▸ Saved data entries:
BEGIN

//! Registered UI playbooks executed through the workflow service.
use crate::adapter::{run_phase_with_expectations, PhaseResult};
use crate::bas::WorkflowRequest;
use crate::catalog::PhaseRunner;
use crate::command::Log;
use crate::config::{load_testing_config, PlaybooksSettings};
use crate::context::RunContext;
use crate::isolation::{apply_playbooks_seed, SeedSession};
use crate::observe::{Observation, RunReport};
use crate::toolbox::Toolbox;
use crate::vrooli::scenario_port;
use crate::workspace::Environment;
use anyhow::{anyhow, Context, Result};
use serde::Deserialize;
use serde_json::{json, Value};
use std::fs;
use std::io::Write;
use std::path::Path;

pub const SKIP_ENV: &str = "TEST_GENIE_SKIP_PLAYBOOKS";
pub const BAS_URL_ENV: &str = "TEST_GENIE_BAS_URL";
const BAS_SCENARIO: &str = "browser-automation-studio";

#[derive(Debug, Clone, Deserialize, PartialEq)]
pub struct PlaybookEntry {
    #[serde(alias = "path")]
    pub file: String,
    #[serde(default)]
    pub description: String,
    #[serde(default)]
    pub requirements: Vec<String>,
}

#[derive(Debug, Default, Deserialize)]
struct RawRegistry {
    #[serde(default)]
    playbooks: Option<Vec<PlaybookEntry>>,
    #[serde(default)]
    deprecated_playbooks: Option<Vec<PlaybookEntry>>,
}

/// Parsed `test/playbooks/registry.json`.
#[derive(Debug, Clone, Default, PartialEq)]
pub struct PlaybookRegistry {
    pub playbooks: Vec<PlaybookEntry>,
    /// Entries came from the `deprecated_playbooks` key.
    pub used_deprecated_key: bool,
}

pub fn parse_registry(bytes: &[u8]) -> Result<PlaybookRegistry> {
    let raw: RawRegistry = serde_json::from_slice(bytes)?;
    Ok(match (raw.playbooks, raw.deprecated_playbooks) {
        (Some(playbooks), _) => PlaybookRegistry {
            playbooks,
            used_deprecated_key: false,
        },
        (None, Some(playbooks)) => PlaybookRegistry {
            playbooks,
            used_deprecated_key: true,
        },
        (None, None) => PlaybookRegistry::default(),
    })
}

pub fn load_registry(path: &Path) -> Result<Option<PlaybookRegistry>> {
    if !path.is_file() {
        return Ok(None);
    }
    let bytes = fs::read(path).with_context(|| format!("read {}", path.display()))?;
    parse_registry(&bytes)
        .with_context(|| format!("parse {}", path.display()))
        .map(Some)
}

#[derive(Debug, Default)]
pub struct PlaybooksOutcome {
    pub observations: Vec<Observation>,
    pub passed: usize,
    pub failed: Vec<String>,
    pub run_id: Option<String>,
    pub failure: Option<(anyhow::Error, &'static str, String)>,
}

impl PlaybooksOutcome {
    fn skipped(message: impl Into<String>) -> Self {
        Self {
            observations: vec![Observation::skip(message)],
            ..Self::default()
        }
    }

    fn fail(mut self, err: anyhow::Error, class: &'static str, remediation: impl Into<String>) -> Self {
        self.observations
            .push(Observation::error(format!("{err:#}")));
        self.failure = Some((err, class, remediation.into()));
        self
    }
}

fn resolve_ui_url(ctx: &RunContext, env: &Environment, tools: &Toolbox, log: &mut Log) -> Result<String> {
    if let Some(url) = &env.ui_url {
        return Ok(url.trim_end_matches('/').to_string());
    }
    let port = scenario_port(ctx, tools, &env.scenario_dir, log, &env.scenario_name, "UI_PORT")?;
    Ok(format!("http://localhost:{port}"))
}

fn resolve_bas_url(ctx: &RunContext, env: &Environment, tools: &Toolbox, log: &mut Log) -> Result<String> {
    if let Some(url) = tools.var(BAS_URL_ENV).filter(|url| !url.trim().is_empty()) {
        return Ok(url.trim_end_matches('/').to_string());
    }
    let port = scenario_port(ctx, tools, &env.scenario_dir, log, BAS_SCENARIO, "API_PORT")?;
    Ok(format!("http://localhost:{port}"))
}

fn execute(
    ctx: &RunContext,
    env: &Environment,
    tools: &Toolbox,
    log: &mut Log,
    settings: PlaybooksSettings,
) -> Result<PlaybooksOutcome> {
    let paths = env.paths();
    if !paths.ui_dir().is_dir() {
        return Ok(PlaybooksOutcome::skipped("ui/ directory missing; no playbooks to run"));
    }
    if tools.var_truthy(SKIP_ENV) {
        return Ok(PlaybooksOutcome::skipped(format!("{SKIP_ENV} is set; playbooks skipped")));
    }
    if !settings.enabled {
        return Ok(PlaybooksOutcome::skipped("playbooks disabled in .vrooli/testing.json"));
    }

    let mut outcome = PlaybooksOutcome::default();
    let registry_path = paths.playbook_registry_path();
    let registry = match load_registry(&registry_path) {
        Ok(Some(registry)) => registry,
        Ok(None) => {
            return Ok(PlaybooksOutcome::skipped(
                "test/playbooks/registry.json missing; no playbooks registered",
            ))
        }
        Err(err) => {
            return Ok(outcome.fail(
                err,
                "misconfiguration",
                "Fix the JSON in test/playbooks/registry.json.",
            ))
        }
    };
    if registry.used_deprecated_key {
        outcome.observations.push(Observation::warning(
            "registry uses deprecated_playbooks; rename the key to playbooks",
        ));
    }
    if registry.playbooks.is_empty() {
        outcome
            .observations
            .push(Observation::skip("registry lists no playbooks"));
        return Ok(outcome);
    }

    ctx.check()?;
    let ui_url = match resolve_ui_url(ctx, env, tools, log) {
        Ok(url) => url,
        Err(err) => {
            return Ok(outcome.fail(
                err.context("resolve UI URL"),
                "",
                format!("Start the scenario (vrooli scenario start {}) or pass --ui-url.", env.scenario_name),
            ))
        }
    };
    let bas_url = match resolve_bas_url(ctx, env, tools, log) {
        Ok(url) => url,
        Err(err) => {
            return Ok(outcome.fail(
                err.context("resolve browser-automation-studio API"),
                "missing_dependency",
                format!("Start {BAS_SCENARIO} or set {BAS_URL_ENV}."),
            ))
        }
    };
    outcome
        .observations
        .push(Observation::info(format!("UI {ui_url}; workflows via {bas_url}")));

    let mut session: Option<SeedSession> = None;
    if settings.seeds.enabled && paths.seeds_dir().is_dir() {
        match apply_playbooks_seed(ctx, env, tools, log, settings.seeds.retain) {
            Ok(applied) => {
                outcome.run_id = Some(applied.run_id.clone());
                outcome
                    .observations
                    .push(Observation::success(format!("seeded isolated run {}", applied.run_id)));
                session = Some(applied);
            }
            Err(err) => {
                return Ok(outcome.fail(
                    err.context("apply playbook seeds"),
                    "",
                    "Check bas/seeds and the isolation prerequisites (docker, psql).",
                ))
            }
        }
    }
    let seed_state = session
        .as_ref()
        .and_then(SeedSession::seed_state_value)
        .cloned();

    outcome
        .observations
        .push(Observation::section("🎭", "Running playbooks"));
    let mut first_error = None;
    for entry in &registry.playbooks {
        if let Err(err) = ctx.check() {
            first_error.get_or_insert(err);
            break;
        }
        match run_playbook(ctx, env, tools, entry, &bas_url, &ui_url, seed_state.clone()) {
            Ok(()) => {
                outcome.passed += 1;
                outcome
                    .observations
                    .push(Observation::success(entry.file.clone()));
            }
            Err(err) => {
                outcome
                    .observations
                    .push(Observation::error(format!("{}: {err:#}", entry.file)));
                outcome.failed.push(entry.file.clone());
                first_error.get_or_insert(err);
            }
        }
    }

    if let Some(mut session) = session {
        if let Err(err) = session.cleanup(log) {
            let _ = writeln!(log, "seed cleanup failed: {err:#}");
            outcome
                .observations
                .push(Observation::warning(format!("seed cleanup failed: {err:#}")));
        }
    }

    if let Some(err) = first_error {
        let count = outcome.failed.len();
        return Ok(outcome.fail(
            err.context(format!("{count} playbook(s) failed")),
            "",
            "Open the failing workflow in browser-automation-studio and fix the playbook or the UI.",
        ));
    }
    Ok(outcome)
}

fn run_playbook(
    ctx: &RunContext,
    env: &Environment,
    tools: &Toolbox,
    entry: &PlaybookEntry,
    bas_url: &str,
    ui_url: &str,
    seed_state: Option<Value>,
) -> Result<()> {
    let path = env.scenario_dir.join(&entry.file);
    let bytes = fs::read(&path).with_context(|| format!("read {}", path.display()))?;
    let flow_definition: Value =
        serde_json::from_slice(&bytes).with_context(|| format!("parse {}", path.display()))?;
    let request = WorkflowRequest {
        base_url: bas_url.to_string(),
        name: entry.file.clone(),
        flow_definition,
        start_url: ui_url.to_string(),
        seed_state,
    };
    let result = tools.workflows.execute(ctx, &request)?;
    if result.succeeded() {
        return Ok(());
    }
    Err(anyhow!(
        "workflow {} ended {}{}",
        result.execution_id.as_deref().unwrap_or("(no id)"),
        if result.status.is_empty() { "unsuccessfully" } else { result.status.as_str() },
        result
            .error
            .as_deref()
            .map(|error| format!(": {error}"))
            .unwrap_or_default()
    ))
}

fn extract(outcome: PlaybooksOutcome) -> PhaseResult<Observation> {
    let extras = json!({
        "passed": outcome.passed,
        "failed": outcome.failed,
        "run_id": outcome.run_id,
    });
    match outcome.failure {
        None => PhaseResult::success(outcome.observations).with_extras(extras),
        Some((err, class, remediation)) => {
            PhaseResult::failure(err, class, remediation, outcome.observations).with_extras(extras)
        }
    }
}

#[derive(Debug, Clone, Copy, Default)]
pub struct PlaybooksRunner;

impl PhaseRunner for PlaybooksRunner {
    fn run(&self, ctx: &RunContext, env: &Environment, tools: &Toolbox, log: &mut Log) -> RunReport {
        run_phase_with_expectations(
            ctx,
            env,
            log,
            "playbooks",
            |dir| load_testing_config(dir).map(|config| config.playbooks),
            |settings, log| execute(ctx, env, tools, log, settings),
            extract,
        )
    }
}

#[cfg(test)]
mod tests {
    use super::*;

    #[test]
    fn registry_prefers_current_key() {
        let registry = parse_registry(
            br#"{"playbooks":[{"file":"a.json"}],"deprecated_playbooks":[{"file":"b.json"}]}"#,
        )
        .expect("parse");
        assert_eq!(registry.playbooks.len(), 1);
        assert_eq!(registry.playbooks[0].file, "a.json");
        assert!(!registry.used_deprecated_key);
    }

    #[test]
    fn registry_falls_back_to_deprecated_key() {
        let registry =
            parse_registry(br#"{"deprecated_playbooks":[{"path":"old.json"}]}"#).expect("parse");
        assert_eq!(registry.playbooks[0].file, "old.json");
        assert!(registry.used_deprecated_key);
        assert!(parse_registry(b"{\"playbooks\": [").is_err());
    }
}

END

▸ TASK GOAL: Read the entries and select each line where the word "PlaybookEntry" is found.

▸ EXERCISE OUTPUT:
pub struct PlaybookEntry {
    playbooks: Option<Vec<PlaybookEntry>>,
    deprecated_playbooks: Option<Vec<PlaybookEntry>>,
    pub playbooks: Vec<PlaybookEntry>,
    entry: &PlaybookEntry,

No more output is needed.